= YOUR OBJECTIVE =
Output, without alteration, the first line of the entries and each line after it, stopping with the line that contains "use std::sync::Arc;".

= INPUT DATA =
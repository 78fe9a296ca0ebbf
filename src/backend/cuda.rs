use std::collections::HashMap;
use std::path::Path;
use std::process::Command;
use std::sync::Arc;

use cudarc::driver::{CudaContext, CudaFunction, CudaSlice, CudaStream, LaunchConfig, PushKernelArg};
use cudarc::nvrtc::Ptx;

use crate::backend::{DeviceBuffer, DeviceDriver, DeviceError, DeviceInfo, SearchBatch};
use crate::telemetry::HwMonitor;

/// Entry point exported by the prebuilt search module.
const SEARCH_KERNEL_NAME: &str = "search_nonces";
const KERNEL_BLOCK_THREADS: u32 = 256;

/// CUDA-backed device driver. Owns one context/stream pair on one device and
/// a registry of live buffers keyed by opaque handle ids.
pub struct CudaDriver {
    stream: Arc<CudaStream>,
    kernel: CudaFunction,
    buffers: HashMap<u64, CudaSlice<u8>>,
    next_id: u64,
    device_index: u32,
}

impl CudaDriver {
    /// Opens the device and loads the opaque batch-search module. The kernel
    /// is shipped as a prebuilt PTX file; its internals are not this crate's
    /// concern, only the calling contract in [`SearchBatch`].
    pub fn open(device_index: u32, kernel_module: &Path) -> Result<Self, DeviceError> {
        let ctx = CudaContext::new(device_index as usize)
            .map_err(|err| DeviceError::Unavailable(device_index, format!("{err:?}")))?;
        let stream = ctx.default_stream();

        let ptx = Ptx::from_file(kernel_module);
        let module = ctx.load_module(ptx).map_err(|err| {
            DeviceError::Launch(format!(
                "failed to load search module '{}': {err:?}",
                kernel_module.display()
            ))
        })?;
        let kernel = module.load_function(SEARCH_KERNEL_NAME).map_err(|err| {
            DeviceError::Launch(format!(
                "search module is missing '{SEARCH_KERNEL_NAME}': {err:?}"
            ))
        })?;

        Ok(Self {
            stream,
            kernel,
            buffers: HashMap::new(),
            next_id: 1,
            device_index,
        })
    }

    pub fn device_index(&self) -> u32 {
        self.device_index
    }

    fn slice(&self, buffer: &DeviceBuffer) -> Result<&CudaSlice<u8>, DeviceError> {
        self.buffers
            .get(&buffer.id())
            .ok_or(DeviceError::InvalidHandle(buffer.id()))
    }
}

impl DeviceDriver for CudaDriver {
    fn alloc(&mut self, bytes: usize) -> Result<DeviceBuffer, DeviceError> {
        let slice = self
            .stream
            .alloc_zeros::<u8>(bytes)
            .map_err(|err| DeviceError::Alloc {
                bytes,
                reason: format!("{err:?}"),
            })?;
        let id = self.next_id;
        self.next_id += 1;
        self.buffers.insert(id, slice);
        Ok(DeviceBuffer::new(id, bytes))
    }

    fn free(&mut self, buffer: DeviceBuffer) -> Result<(), DeviceError> {
        match self.buffers.remove(&buffer.id()) {
            Some(slice) => {
                drop(slice);
                Ok(())
            }
            None => Err(DeviceError::InvalidHandle(buffer.id())),
        }
    }

    fn write(&mut self, buffer: &DeviceBuffer, data: &[u8]) -> Result<(), DeviceError> {
        if data.len() != buffer.len() {
            return Err(DeviceError::LenMismatch {
                expected: buffer.len(),
                actual: data.len(),
            });
        }
        let slice = self
            .buffers
            .get_mut(&buffer.id())
            .ok_or(DeviceError::InvalidHandle(buffer.id()))?;
        self.stream
            .memcpy_htod(data, slice)
            .map_err(|err| DeviceError::Copy(format!("host-to-device: {err:?}")))
    }

    fn read(&mut self, buffer: &DeviceBuffer, out: &mut [u8]) -> Result<(), DeviceError> {
        if out.len() != buffer.len() {
            return Err(DeviceError::LenMismatch {
                expected: buffer.len(),
                actual: out.len(),
            });
        }
        let slice = self
            .buffers
            .get(&buffer.id())
            .ok_or(DeviceError::InvalidHandle(buffer.id()))?;
        self.stream
            .memcpy_dtoh(slice, out)
            .map_err(|err| DeviceError::Copy(format!("device-to-host: {err:?}")))
    }

    fn synchronize(&mut self) -> Result<(), DeviceError> {
        self.stream
            .synchronize()
            .map_err(|err| DeviceError::Sync(format!("{err:?}")))
    }

    fn dispatch_search(&mut self, batch: SearchBatch<'_>) -> Result<(), DeviceError> {
        let state = self.slice(batch.state)?;
        let precalc_state = self.slice(batch.precalc_state)?;
        let data = self.slice(batch.data)?;
        let target_high = self.slice(batch.target_high)?;
        let target_low = self.slice(batch.target_low)?;
        let results = self.slice(batch.results)?;

        let grid = (batch.throughput.max(1) + KERNEL_BLOCK_THREADS - 1) / KERNEL_BLOCK_THREADS;
        let cfg = LaunchConfig {
            grid_dim: (grid, 1, 1),
            block_dim: (KERNEL_BLOCK_THREADS, 1, 1),
            shared_mem_bytes: 0,
        };

        let start_nonce = batch.start_nonce;
        let throughput = batch.throughput;
        unsafe {
            let mut launch = self.stream.launch_builder(&self.kernel);
            launch
                .arg(&start_nonce)
                .arg(state)
                .arg(precalc_state)
                .arg(data)
                .arg(target_high)
                .arg(target_low)
                .arg(results)
                .arg(&throughput);
            launch
                .launch(cfg)
                .map_err(|err| DeviceError::Launch(format!("{err:?}")))?;
        }
        Ok(())
    }
}

/// Queries NVIDIA devices through `nvidia-smi`, the same surface used for
/// hardware monitoring.
pub fn enumerate_devices() -> Result<Vec<DeviceInfo>, DeviceError> {
    let output = Command::new("nvidia-smi")
        .args([
            "--query-gpu=index,name,memory.total",
            "--format=csv,noheader,nounits",
        ])
        .output()
        .map_err(|err| DeviceError::Unavailable(0, format!("failed to run nvidia-smi: {err}")))?;

    if !output.status.success() {
        return Err(DeviceError::NoDevices);
    }

    let stdout = String::from_utf8_lossy(&output.stdout);
    let devices = parse_device_query(&stdout)?;
    if devices.is_empty() {
        return Err(DeviceError::NoDevices);
    }
    Ok(devices)
}

fn parse_device_query(raw: &str) -> Result<Vec<DeviceInfo>, DeviceError> {
    let mut devices = Vec::new();
    for line in raw.lines() {
        let line = line.trim();
        if line.is_empty() {
            continue;
        }
        let columns = line.split(',').map(str::trim).collect::<Vec<_>>();
        if columns.len() < 3 {
            return Err(DeviceError::Unavailable(
                0,
                format!("unexpected nvidia-smi output: '{line}'"),
            ));
        }
        let index = columns[0].parse::<u32>().map_err(|_| {
            DeviceError::Unavailable(0, format!("invalid device index '{}'", columns[0]))
        })?;
        // Device names may contain commas; memory.total is always last.
        let memory_total_mib = columns[columns.len() - 1].parse::<u64>().map_err(|_| {
            DeviceError::Unavailable(
                index,
                format!("invalid memory.total '{}'", columns[columns.len() - 1]),
            )
        })?;
        let name = columns[1..columns.len() - 1].join(",").trim().to_string();

        devices.push(DeviceInfo {
            index,
            name,
            memory_total_mib,
        });
    }
    Ok(devices)
}

/// Temperature and fan snapshot via `nvidia-smi`; zeros when the query fails
/// or a field is not reported (passively cooled cards report no fan).
pub fn hardware_monitor(device_index: u32) -> HwMonitor {
    let output = Command::new("nvidia-smi")
        .args([
            "--query-gpu=temperature.gpu,fan.speed",
            "--format=csv,noheader,nounits",
            "-i",
            &device_index.to_string(),
        ])
        .output();

    let Ok(output) = output else {
        return HwMonitor::default();
    };
    if !output.status.success() {
        return HwMonitor::default();
    }

    let stdout = String::from_utf8_lossy(&output.stdout);
    let Some(line) = stdout.lines().next() else {
        return HwMonitor::default();
    };
    let mut columns = line.split(',').map(str::trim);
    let temp_c = columns.next().and_then(|v| v.parse().ok()).unwrap_or(0);
    let fan_pct = columns.next().and_then(|v| v.parse().ok()).unwrap_or(0);
    HwMonitor { temp_c, fan_pct }
}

= RESPONSE TO THE EXERCISE =
repository 78fe9a296ca0ebbf
filename src/backend/cuda.rs
use std::collections::HashMap;
use std::path::Path;
use std::process::Command;
use std::sync::Arc;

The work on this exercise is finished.